One of the biggest price drivers, at this point, appears to be greenhouse gas restrictions, which Congress is expected to enact. It’s not clear yet exactly what the rules will be. But a federal analysis of a leading proposal shows electricity prices rising 5% to 27% by 2020 and as much as 64% by 2030. http://www.eia.doe.gov/oiaf/servicerpt/s2191/index.html
And greenhouse gas restrictions are only one factor pushing up electricity prices. Industry insiders cite additional pressure from rising fuel costs, higher component costs, and new transmission investments.

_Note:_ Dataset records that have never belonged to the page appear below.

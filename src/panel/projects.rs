//! Project editor actions and the gallery sync.

use super::{AdminPanel, ProjectForm, ProjectFormInput};
use crate::db::Gateway;
use crate::errors::AppError;
use crate::models::{NewProjectImage, Project, ProjectFields, ProjectImage};

const DENIED: &str = "You do not have permission to modify projects.";
pub(super) const FORM: &str = "project";
const SAVE_FAILED: &str = "Error saving project. Please try again.";
const DELETE_FAILED: &str = "Error deleting project. Please try again.";

/// Write a project and replace its gallery with `gallery`.
///
/// Steps run in this order and stop at the first failure, leaving whatever
/// already succeeded in place:
/// 1. delete each image row of `existing`, one call per row;
/// 2. update `existing`, or create a new project when there is none;
/// 3. insert one image row per entry of `gallery`, in list order, with
///    `sort_order` starting at 1.
///
/// `gallery` may repeat URLs; each entry gets its own row. On failure the
/// returned [`SyncFailure`] describes what is left in storage.
pub async fn sync_project(
    gateway: &dyn Gateway,
    existing: Option<&Project>,
    fields: &ProjectFields,
    gallery: &[String],
) -> Result<Project, SyncFailure> {
    let old_images = existing
        .map(|p| p.project_images.as_slice())
        .unwrap_or_default();
    for (deleted, image) in old_images.iter().enumerate() {
        if let Err(error) = gateway.delete_project_image(&image.id).await {
            let stored = existing.map(|p| with_images(p, old_images[deleted..].to_vec()));
            return Err(SyncFailure { error, stored });
        }
    }

    let saved = match existing {
        Some(project) => gateway.update_project(&project.id, fields).await,
        None => gateway.create_project(fields).await,
    };
    let mut saved = match saved {
        Ok(saved) => saved,
        Err(error) => {
            let stored = existing.map(|p| with_images(p, Vec::new()));
            return Err(SyncFailure { error, stored });
        }
    };

    saved.project_images.clear();
    for (index, image_url) in gallery.iter().enumerate() {
        let image = NewProjectImage {
            project_id: saved.id.clone(),
            image_url: image_url.clone(),
            // The main image is image 1 on the public page.
            alt_text: Some(format!("{} - Image {}", saved.title, index + 2)),
            sort_order: index as i64 + 1,
        };
        match gateway.create_project_image(&image).await {
            Ok(row) => saved.project_images.push(row),
            Err(error) => {
                return Err(SyncFailure {
                    error,
                    stored: Some(saved),
                })
            }
        }
    }

    Ok(saved)
}

/// A gallery sync that stopped part way.
#[derive(Debug, PartialEq)]
pub struct SyncFailure {
    pub error: AppError,
    /// The project as it now stands in storage, with the image rows that
    /// still exist. `None` when no project row exists.
    pub stored: Option<Project>,
}

fn with_images(project: &Project, project_images: Vec<ProjectImage>) -> Project {
    Project {
        project_images,
        ..project.clone()
    }
}

impl AdminPanel {
    /// Open an empty project form.
    pub fn new_project_form(&mut self) -> Result<(), AppError> {
        self.ensure_can_edit(DENIED)?;
        self.project_editor.open_new();
        Ok(())
    }

    /// Open the form pre-populated from the project as last loaded.
    pub fn edit_project(&mut self, id: &str) -> Result<(), AppError> {
        self.ensure_can_edit(DENIED)?;
        let project = self
            .projects
            .iter()
            .find(|p| p.id == id)
            .cloned()
            .ok_or_else(|| AppError::NotFound(format!("Project not found: {}", id)))?;

        let form = ProjectForm::from_project(&project);
        self.project_editor.open_existing(project, form);
        Ok(())
    }

    pub fn update_project_form(&mut self, input: ProjectFormInput) -> Result<(), AppError> {
        self.ensure_can_edit(DENIED)?;
        self.project_editor.ensure_open(FORM)?;
        self.project_editor.form.apply_input(input);
        Ok(())
    }

    /// Append a URL to the desired gallery.
    pub fn add_additional_image(&mut self, image_url: String) -> Result<(), AppError> {
        self.ensure_can_edit(DENIED)?;
        self.project_editor.ensure_open(FORM)?;
        if image_url.trim().is_empty() {
            return Err(AppError::Validation("Image URL is required".to_string()));
        }
        self.project_editor.form.additional_images.push(image_url);
        Ok(())
    }

    /// Drop the gallery entry at `index`. Later entries shift down by one;
    /// an index past the end leaves the list unchanged.
    pub fn remove_additional_image(&mut self, index: usize) -> Result<(), AppError> {
        self.ensure_can_edit(DENIED)?;
        self.project_editor.ensure_open(FORM)?;
        let images = &mut self.project_editor.form.additional_images;
        if index < images.len() {
            images.remove(index);
        }
        Ok(())
    }

    /// Persist the open form and its gallery, then reload.
    ///
    /// On failure the form stays open with its contents untouched. When the
    /// sync got as far as writing something, the form is pointed at what
    /// was stored so a resubmit replaces exactly those rows.
    pub async fn submit_project(&mut self) -> Result<&'static str, AppError> {
        self.ensure_can_edit(DENIED)?;
        self.project_editor.ensure_open(FORM)?;

        let fields = self.project_editor.form.to_fields()?;
        let gateway = self.gateway.clone();
        let result = sync_project(
            gateway.as_ref(),
            self.project_editor.editing.as_ref(),
            &fields,
            &self.project_editor.form.additional_images,
        )
        .await;

        let saved = match result {
            Ok(saved) => saved,
            Err(SyncFailure { error, stored }) => {
                tracing::error!(error = %error, "Error saving project");
                if let Some(stored) = stored {
                    self.project_editor.editing = Some(stored);
                    self.refresh().await;
                }
                return Err(AppError::ActionFailed(SAVE_FAILED.to_string()));
            }
        };

        let updated = self.project_editor.editing.is_some();
        tracing::info!(project_id = %saved.id, updated, "Saved project");

        self.refresh().await;
        self.project_editor.close();

        Ok(if updated {
            "Project updated successfully!"
        } else {
            "Project created successfully!"
        })
    }

    pub fn cancel_project_form(&mut self) -> Result<(), AppError> {
        self.ensure_can_edit(DENIED)?;
        self.project_editor.close();
        Ok(())
    }

    /// Delete a project; its images go with it.
    pub async fn delete_project(&mut self, id: &str) -> Result<&'static str, AppError> {
        self.ensure_can_edit(DENIED)?;
        if let Err(e) = self.gateway.delete_project(id).await {
            tracing::error!(error = %e, project_id = %id, "Error deleting project");
            return Err(AppError::ActionFailed(DELETE_FAILED.to_string()));
        }

        self.refresh().await;
        Ok("Project deleted successfully!")
    }
}
//! Studio website backend
//!
//! Serves the public portfolio data and the session-based admin back office,
//! with SQLite persistence and local image storage.

mod api;
mod auth;
mod config;
mod db;
mod errors;
mod models;
mod panel;
mod showcase;
mod storage;

use std::sync::Arc;

use axum::{
    extract::DefaultBodyLimit,
    middleware,
    routing::{delete, get, patch, post, put},
    Router,
};
use tower::ServiceBuilder;
use tower_http::cors::{Any, CorsLayer};
use tower_http::services::ServeDir;
use tower_http::trace::TraceLayer;
use tracing_subscriber::{layer::SubscriberExt, util::SubscriberInitExt, EnvFilter};

use auth::SessionStore;
use config::Config;
use db::Repository;
use models::{CreateAdminUserRequest, Role};
use storage::{DiskObjectStore, ObjectStore};

/// Multipart framing allowance on top of the image size limit.
const MULTIPART_OVERHEAD: usize = 64 * 1024;

/// Application state shared across all handlers.
#[derive(Clone)]
pub struct AppState {
    pub repo: Arc<Repository>,
    pub storage: Arc<dyn ObjectStore>,
    pub sessions: Arc<SessionStore>,
    pub config: Arc<Config>,
}

#[tokio::main]
async fn main() -> Result<(), Box<dyn std::error::Error>> {
    // Load configuration
    let config = Config::from_env();

    // Initialize logging
    let env_filter =
        EnvFilter::try_from_default_env().unwrap_or_else(|_| EnvFilter::new(&config.log_level));

    tracing_subscriber::registry()
        .with(env_filter)
        .with(tracing_subscriber::fmt::layer())
        .init();

    tracing::info!("Starting studio backend");
    tracing::info!("Database path: {:?}", config.db_path);
    tracing::info!("Upload directory: {:?}", config.upload_dir);
    tracing::info!("Bind address: {}", config.bind_addr);

    // Initialize database
    let pool = db::init_database(&config.db_path).await?;
    let repo = Arc::new(Repository::new(pool));

    bootstrap_admin(&repo, &config).await?;

    tokio::fs::create_dir_all(&config.upload_dir).await?;
    let storage = Arc::new(DiskObjectStore::new(
        config.upload_dir.clone(),
        &config.public_url,
    ));

    // Create application state
    let state = AppState {
        repo,
        storage,
        sessions: Arc::new(SessionStore::new(chrono::Duration::minutes(
            config.session_idle_minutes,
        ))),
        config: Arc::new(config.clone()),
    };

    // Build router
    let app = create_router(state);

    // Start server
    let listener = tokio::net::TcpListener::bind(&config.bind_addr).await?;
    tracing::info!("Server listening on {}", config.bind_addr);

    axum::serve(listener, app).await?;

    Ok(())
}

/// Seed the first super admin when the account table is empty.
async fn bootstrap_admin(repo: &Repository, config: &Config) -> Result<(), errors::AppError> {
    if repo.count_admin_users().await? > 0 {
        return Ok(());
    }

    match &config.bootstrap_admin {
        Some(seed) => {
            let user = repo
                .create_admin_user(&CreateAdminUserRequest {
                    username: seed.username.clone(),
                    password: seed.password.clone(),
                    role: Role::SuperAdmin,
                    permissions: Default::default(),
                    active: true,
                })
                .await?;
            tracing::info!(username = %user.username, "Created bootstrap super admin");
        }
        None => tracing::warn!(
            "No admin users exist and STUDIO_BOOTSTRAP_USERNAME/PASSWORD are unset. Nobody can log in!"
        ),
    }
    Ok(())
}

/// Create the application router with all routes.
pub fn create_router(state: AppState) -> Router {
    // CORS configuration
    let cors = CorsLayer::new()
        .allow_origin(Any)
        .allow_methods(Any)
        .allow_headers(Any);

    // Public website routes
    let public_routes = Router::new()
        .route("/projects", get(api::list_public_projects))
        .route("/projects/{id}", get(api::get_public_project))
        .route("/team", get(api::list_public_team))
        .route("/testimonials", get(api::list_public_testimonials))
        .route("/settings", get(api::get_public_settings))
        .route("/auth/login", post(api::login))
        .route("/auth/logout", post(api::logout));

    // Admin routes, all behind a session
    let admin_routes = Router::new()
        .route("/auth/me", get(api::current_operator))
        .route("/admin/panel", get(api::get_panel))
        .route("/admin/reload", post(api::reload_panel))
        // Projects
        .route(
            "/admin/projects/form",
            post(api::open_project_form)
                .put(api::update_project_form)
                .delete(api::cancel_project_form),
        )
        .route("/admin/projects/form/images", post(api::add_project_image))
        .route(
            "/admin/projects/form/images/{index}",
            delete(api::remove_project_image),
        )
        .route("/admin/projects/form/submit", post(api::submit_project))
        .route("/admin/projects/{id}/edit", post(api::edit_project))
        .route("/admin/projects/{id}", delete(api::delete_project))
        // Team
        .route(
            "/admin/team/form",
            post(api::open_team_member_form)
                .put(api::update_team_member_form)
                .delete(api::cancel_team_member_form),
        )
        .route("/admin/team/form/sort-order", put(api::set_team_sort_order))
        .route("/admin/team/form/submit", post(api::submit_team_member))
        .route("/admin/team/{id}/edit", post(api::edit_team_member))
        .route("/admin/team/{id}", delete(api::delete_team_member))
        // Testimonials
        .route(
            "/admin/testimonials/form",
            post(api::open_testimonial_form)
                .put(api::update_testimonial_form)
                .delete(api::cancel_testimonial_form),
        )
        .route(
            "/admin/testimonials/form/submit",
            post(api::submit_testimonial),
        )
        .route("/admin/testimonials/{id}/edit", post(api::edit_testimonial))
        .route("/admin/testimonials/{id}", delete(api::delete_testimonial))
        // Site settings
        .route("/admin/settings", patch(api::edit_setting))
        .route("/admin/settings/hero-slides", post(api::add_hero_slide))
        .route(
            "/admin/settings/hero-slides/{index}",
            patch(api::update_hero_slide).delete(api::remove_hero_slide),
        )
        .route("/admin/settings/save", post(api::save_site_settings))
        // Uploads
        .route(
            "/admin/uploads",
            post(api::upload_image).delete(api::delete_upload),
        )
        // Operator accounts
        .route(
            "/admin/users",
            get(api::list_admin_users).post(api::create_admin_user),
        )
        .route(
            "/admin/users/{id}",
            put(api::update_admin_user).delete(api::delete_admin_user),
        )
        .layer(DefaultBodyLimit::max(
            state.config.max_upload_bytes + MULTIPART_OVERHEAD,
        ))
        .layer(middleware::from_fn_with_state(
            state.clone(),
            auth::session_auth_layer,
        ));

    // Health check (no auth required)
    let health_routes = Router::new().route("/health", get(health_check));

    Router::new()
        .nest("/api", public_routes.merge(admin_routes))
        .nest_service(
            storage::UPLOADS_ROUTE,
            ServeDir::new(&state.config.upload_dir),
        )
        .merge(health_routes)
        .layer(
            ServiceBuilder::new()
                .layer(TraceLayer::new_for_http())
                .layer(cors),
        )
        .with_state(state)
}

/// Health check endpoint.
async fn health_check() -> &'static str {
    "OK"
}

And then there is demand for power. Many of us think the US finished its electrification when the country finally connected all of rural America to the grid during the 1950s. http://www.greatachievements.org/?id=2990. But in some sense, it appears that was only the beginning of electrification. We did not anticipate the kind of second round, now occurring, as many everyday tools become electricity-driven, most notably the pen and paper’s transformation into the computer. Another major step in electrification is likely as the plug-in hybrid car becomes available to consumers in just two years. By 2030, these cars – which we fuel by plugging into a typical household electrical outlet – are expected to make up 30% of car sales, according to the Electric Power Research Institute.
Computers, plug-in cars, and other electric devices will boost our electricity needs dramatically. The US Energy Information Administration, often conservative in its forecasts, expects demand for electricity to grow 40% by 2030. To meet that need, the US must construct 250 to 500 new power plants – and power plants are not cheap. The EIA estimates the cost will be $412 billion. http://www.eei.org/industry_issues/electricity_policy/state_and_local_policies/rising_electricity_costs/causes.htm
This week the Long Island Power Authority said it plans to offer customers $924 million in efficiency products and services over the next 10 years. It is a lot of money, but cheaper, says LIPA, than building new power plants. Customers will pay about $40 per year to cover the cost. But they can recoup the charge – and more – by taking advantage of efficiency products offered through the program. A typical residential customer can recoup the money in a few months and save $90 annually on electricity costs by replacing six incandescent bulbs with compact florescent bulbs, tuning up a household air conditioner and sealing ducts, according to LIPA.
Because of such savings, hardly a week goes by now without a governor, mayor or utility in the US announcing a new efficiency goal. They are bracing for higher electricity prices and looking to energy efficiency as the only sure-fire, short-term way to ease consumer costs.